Dataset excerpts ▸

▶

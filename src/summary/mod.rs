//! Per-subject summary statistics of replicate readings
//!
//! Every analysis in this crate works on per-subject summaries rather than on
//! raw replicates: the mean of each subject's replicates is the reading that is
//! compared, and the replicate standard deviation sets the subject's weight in
//! the regression fits.
//!
//! A standard deviation needs at least two replicates. What happens with single
//! replicates is controlled by [`ReplicatePolicy`].

use serde::{Deserialize, Serialize};
use statrs::statistics::{Data, Distribution};
use std::fmt;
use thiserror::Error;

use crate::data::{Method, ReplicateMatrix};

/// Minimum replicate count for a sample standard deviation
pub const MIN_REPLICATES_FOR_SD: usize = 2;

/// Errors that can occur while summarizing replicates
#[derive(Error, Debug, Clone, PartialEq)]
pub enum SummaryError {
    /// Too few replicates to compute a standard deviation
    ///
    /// Matrices are rectangular, so the count applies to every subject of `side`.
    #[error(
        "Method {side} needs at least {required} replicates per subject to estimate its spread, found {found}"
    )]
    InsufficientReplicates {
        side: Method,
        found: usize,
        required: usize,
    },
}

/// How to treat subjects whose standard deviation is undefined
#[derive(Debug, Clone, Copy, Default, PartialEq, Eq, Serialize, Deserialize)]
pub enum ReplicatePolicy {
    /// Fail with [SummaryError::InsufficientReplicates] (default)
    #[default]
    Reject,
    /// Use a standard deviation of 1 for every subject, so every subject gets
    /// the same unit weight downstream
    UnitWeightFallback,
}

/// Mean and standard deviation of each subject's replicates
#[derive(Debug, Clone, PartialEq, Serialize, Deserialize)]
pub struct SummaryVectors {
    /// Method the summaries were computed for
    pub side: Method,
    /// Replicates per subject in the source matrix
    pub replicates: usize,
    /// Arithmetic mean per subject
    pub mean: Vec<f64>,
    /// Sample standard deviation (n − 1 divisor) per subject
    pub sd: Vec<f64>,
}

impl SummaryVectors {
    /// Reduce a replicate matrix to per-subject summaries
    ///
    /// # Errors
    ///
    /// With [ReplicatePolicy::Reject], a matrix with a single replicate per subject
    /// fails with [SummaryError::InsufficientReplicates].
    pub fn from_matrix(
        matrix: &ReplicateMatrix,
        policy: ReplicatePolicy,
    ) -> Result<Self, SummaryError> {
        let replicates = matrix.n_replicates();
        let side = matrix.side();

        if replicates < MIN_REPLICATES_FOR_SD {
            return match policy {
                ReplicatePolicy::Reject => Err(SummaryError::InsufficientReplicates {
                    side,
                    found: replicates,
                    required: MIN_REPLICATES_FOR_SD,
                }),
                ReplicatePolicy::UnitWeightFallback => {
                    tracing::warn!(
                        side = %side,
                        "single replicate per subject, falling back to unit weights"
                    );
                    Ok(SummaryVectors {
                        side,
                        replicates,
                        mean: matrix.means(),
                        sd: vec![1.0; matrix.n_subjects()],
                    })
                }
            };
        }

        let (mean, sd): (Vec<f64>, Vec<f64>) = matrix
            .rows()
            .map(|row| {
                let data = Data::new(row);
                (
                    data.mean().unwrap_or(f64::NAN),
                    data.std_dev().unwrap_or(f64::NAN),
                )
            })
            .unzip();

        Ok(SummaryVectors {
            side,
            replicates,
            mean,
            sd,
        })
    }

    /// Number of subjects summarized
    pub fn len(&self) -> usize {
        self.mean.len()
    }

    pub fn is_empty(&self) -> bool {
        self.mean.is_empty()
    }

    /// Regression weights, the reciprocal of each subject's standard deviation
    pub fn weights(&self) -> Vec<f64> {
        self.sd.iter().map(|sd| 1.0 / sd).collect()
    }
}

impl fmt::Display for SummaryVectors {
    fn fmt(&self, f: &mut fmt::Formatter<'_>) -> fmt::Result {
        writeln!(
            f,
            "Method {} ({} replicates per subject)",
            self.side, self.replicates
        )?;
        writeln!(f, "  {:>4}  {:>12}  {:>12}", "#", "mean", "sd")?;
        for (i, (mean, sd)) in self.mean.iter().zip(self.sd.iter()).enumerate() {
            writeln!(f, "  {:>4}  {:>12.4}  {:>12.4}", i + 1, mean, sd)?;
        }
        Ok(())
    }
}
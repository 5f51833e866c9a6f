//! Type-tagged replicate input
//!
//! Replicates reach the library either as delimited text typed by a user or as a
//! grid of cells collected by a data-entry surface. [`MatrixInput`] carries both
//! forms, and [`ReplicateMatrix::from_input`] is the single constructor that
//! dispatches on the variant.

use serde::{Deserialize, Serialize};

use super::error::ParseError;
use super::matrix::{Method, ReplicateMatrix, ReplicatePair};
use super::parser::text;

/// The kind of values an input carries
#[derive(Debug, Clone, Copy, PartialEq, Eq, Serialize, Deserialize)]
pub enum InputKind {
    /// Delimited free text
    Text,
    /// A grid of whole-number cells
    Integer,
    /// A grid of floating point cells
    Numeric,
}

/// Raw replicate input for one method
#[derive(Debug, Clone, PartialEq, Serialize, Deserialize)]
pub enum MatrixInput {
    /// Delimited text, see [text::parse_rows] for the layout
    Text(String),
    /// Whole-number cells, one row per subject
    Integer(Vec<Vec<i64>>),
    /// Floating point cells, one row per subject
    Numeric(Vec<Vec<f64>>),
}

impl MatrixInput {
    pub fn kind(&self) -> InputKind {
        match self {
            MatrixInput::Text(_) => InputKind::Text,
            MatrixInput::Integer(_) => InputKind::Integer,
            MatrixInput::Numeric(_) => InputKind::Numeric,
        }
    }
}

impl From<&str> for MatrixInput {
    fn from(text: &str) -> Self {
        MatrixInput::Text(text.to_string())
    }
}

impl From<String> for MatrixInput {
    fn from(text: String) -> Self {
        MatrixInput::Text(text)
    }
}

impl From<Vec<Vec<f64>>> for MatrixInput {
    fn from(rows: Vec<Vec<f64>>) -> Self {
        MatrixInput::Numeric(rows)
    }
}

impl From<Vec<Vec<i64>>> for MatrixInput {
    fn from(rows: Vec<Vec<i64>>) -> Self {
        MatrixInput::Integer(rows)
    }
}

/// Options for reading text input
#[derive(Debug, Clone, PartialEq, Serialize, Deserialize)]
#[serde(default)]
pub struct ParseOptions {
    /// Separator between replicate values (default: `,`)
    pub delimiter: char,
}

impl Default for ParseOptions {
    fn default() -> Self {
        Self { delimiter: ',' }
    }
}

impl ParseOptions {
    /// Set the value delimiter
    pub fn with_delimiter(mut self, delimiter: char) -> Self {
        self.delimiter = delimiter;
        self
    }
}

impl ReplicateMatrix {
    /// Build a matrix from any supported input kind
    ///
    /// Text is tokenized with [text::parse_rows]; integer grids are rejected past
    /// the exact `f64` range, then every grid is checked for shape
    /// and finiteness.
    pub fn from_input(
        side: Method,
        input: MatrixInput,
        options: &ParseOptions,
    ) -> Result<Self, ParseError> {
        let rows = match input {
            MatrixInput::Text(raw) => text::parse_rows(side, &raw, options)?,
            MatrixInput::Integer(cells) => cells
                .into_iter()
                .enumerate()
                .map(|(subject, row)| widen_row(side, subject, row))
                .collect::<Result<Vec<_>, ParseError>>()?,
            MatrixInput::Numeric(cells) => cells,
        };
        let matrix = ReplicateMatrix::new(side, rows)?;
        tracing::debug!(
            side = %side,
            subjects = matrix.n_subjects(),
            replicates = matrix.n_replicates(),
            "parsed replicate matrix"
        );
        Ok(matrix)
    }
}

/// Largest magnitude at which every integer has an exact `f64`
const MAX_EXACT_INTEGER: u64 = 1 << f64::MANTISSA_DIGITS;

fn widen_row(side: Method, subject: usize, row: Vec<i64>) -> Result<Vec<f64>, ParseError> {
    row.into_iter()
        .map(|v| {
            if v.unsigned_abs() > MAX_EXACT_INTEGER {
                return Err(ParseError::MalformedValue {
                    side,
                    subject,
                    token: v.to_string(),
                });
            }
            Ok(v as f64)
        })
        .collect()
}

impl ReplicatePair {
    /// Build and pair both matrices
    ///
    /// X is validated before Y, and both before the subject counts are compared,
    /// so a malformed token is reported ahead of a count mismatch.
    pub fn from_inputs(
        x: impl Into<MatrixInput>,
        y: impl Into<MatrixInput>,
        options: &ParseOptions,
    ) -> Result<Self, ParseError> {
        let x = ReplicateMatrix::from_input(Method::X, x.into(), options)?;
        let y = ReplicateMatrix::from_input(Method::Y, y.into(), options)?;
        ReplicatePair::new(x, y)
    }
}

◀

What is needed is each line of the entries that contains the word "super".

use super::error::ParseError;
use super::matrix::{Method, ReplicateMatrix, ReplicatePair};
use super::parser::text;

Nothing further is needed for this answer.